The arc of the moral universe is long but it bends towards justice.

All life is interrelated. We are all caught in an inescapable network of mutuality, tied into a single garment of destiny. Whatever affects one directly, affects all indirectly. We are made to live together because of the interrelated structure of reality.

This call for a world-wide fellowship that lifts neighborly concern beyond one's tribe, race, class and nation is in reality a call for an all-embracing and unconditional love for all men. When I speak of love, I am not speaking of some sentimental and weak response. I am speaking of that force which all of the great religions have seen as the supreme unifiying principle of life.
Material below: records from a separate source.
//! Body storage with stable ids and tombstoned removal
//!
//! Slots are never reused, so a `BodyId` handed to a renderer or queued in a
//! collision event stays meaningful for the rest of the scene. Retired bodies
//! keep their data and can still be read through [`Arena::retired`].

use serde::{Deserialize, Serialize};

use super::body::BodyId;

#[derive(Debug, Clone, Serialize, Deserialize)]
struct Slot<T> {
    value: T,
    live: bool,
}

/// Append-only arena keyed by `BodyId`
#[derive(Debug, Clone, Serialize, Deserialize)]
pub struct Arena<T> {
    slots: Vec<Slot<T>>,
}

impl<T> Default for Arena<T> {
    fn default() -> Self {
        Self { slots: Vec::new() }
    }
}

impl<T> Arena<T> {
    pub fn new() -> Self {
        Self::default()
    }

    /// Add a body, returning its id
    pub fn insert(&mut self, value: T) -> BodyId {
        let id = BodyId(self.slots.len() as u32);
        self.slots.push(Slot { value, live: true });
        id
    }

    /// Tombstone a body. Returns false if it was already retired or never existed.
    pub fn retire(&mut self, id: BodyId) -> bool {
        match self.slots.get_mut(id.0 as usize) {
            Some(slot) if slot.live => {
                slot.live = false;
                true
            }
            _ => false,
        }
    }

    pub fn is_live(&self, id: BodyId) -> bool {
        self.slots.get(id.0 as usize).is_some_and(|s| s.live)
    }

    /// Live body by id
    pub fn get(&self, id: BodyId) -> Option<&T> {
        self.slots
            .get(id.0 as usize)
            .filter(|s| s.live)
            .map(|s| &s.value)
    }

    pub fn get_mut(&mut self, id: BodyId) -> Option<&mut T> {
        self.slots
            .get_mut(id.0 as usize)
            .filter(|s| s.live)
            .map(|s| &mut s.value)
    }

    /// Live bodies in id order
    pub fn iter(&self) -> impl Iterator<Item = (BodyId, &T)> {
        self.slots
            .iter()
            .enumerate()
            .filter(|(_, s)| s.live)
            .map(|(i, s)| (BodyId(i as u32), &s.value))
    }

    /// Tombstoned bodies in id order
    pub fn retired(&self) -> impl Iterator<Item = (BodyId, &T)> {
        self.slots
            .iter()
            .enumerate()
            .filter(|(_, s)| !s.live)
            .map(|(i, s)| (BodyId(i as u32), &s.value))
    }

    /// Number of live bodies
    pub fn len(&self) -> usize {
        self.slots.iter().filter(|s| s.live).count()
    }

    pub fn is_empty(&self) -> bool {
        self.len() == 0
    }
}
//! Brick Bounce entry point
//!
//! Native builds run a headless autopilot session and log what happened.
//! The web build drives the simulation through `brick_bounce::web` instead.

/// Simulated length of the headless session
#[cfg(not(target_arch = "wasm32"))]
const DEMO_SECONDS: f32 = 30.0;

#[cfg(not(target_arch = "wasm32"))]
fn main() -> std::process::ExitCode {
    use std::process::ExitCode;

    use brick_bounce::Settings;
    use brick_bounce::consts::SIM_DT;
    use brick_bounce::sim::{GamePhase, Runner};

    env_logger::init();
    log::info!("Brick Bounce (native) starting headless session...");

    // Optional settings file as the only argument
    let settings = match std::env::args().nth(1) {
        Some(path) => match Settings::load_from(&path) {
            Ok(settings) => settings,
            Err(e) => {
                log::error!("{e}");
                return ExitCode::from(1);
            }
        },
        None => Settings::load(),
    };

    let mut runner = Runner::new(&settings);
    runner.input.autopilot = true;

    let frames = (DEMO_SECONDS / SIM_DT).round() as u32;
    let mut wall_hits = 0u32;
    let mut rebounds = 0u32;
    for _ in 0..frames {
        for report in runner.frame(SIM_DT) {
            if report.boundary.any() {
                wall_hits += 1;
            }
            rebounds += report.inverted.len() as u32;
        }
        if runner.state.phase == GamePhase::GameOver || runner.state.bricks_remaining() == 0 {
            break;
        }
    }

    let state = &runner.state;
    log::info!(
        "Session over after {} ticks: {} bricks cleared, {} left, {} wall hits, {} rebounds",
        state.time_ticks,
        state.bricks_cleared,
        state.bricks_remaining(),
        wall_hits,
        rebounds
    );
    ExitCode::SUCCESS
}

#[cfg(target_arch = "wasm32")]
fn main() {
    // WASM entry points live in brick_bounce::web
}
Agape is love seeking to preserve and create community. It is insistence on community even when one seeks to break it. The cross is the eternal expression of the length to which God will go in order to restore broken community. The resurrection is a symbol of God's triumph over all forces that seek to block community. The Holy Spirit is the continuing community creating reality that moves through history. He who works against community is working against the whole of creation.

Therefore, If I respond to hate with a reciprocal hate I do nothing but intensify the cleavage in broken community. I can only only close the gap in broken community with love. If I meet hate with hate, I become depersonalized, because creation is so designed that my personality can only be fullfilled in the context of community.

In the final analysis, agape means a recognition of the fact that all life is interrelated...all humanity is involved in a single process...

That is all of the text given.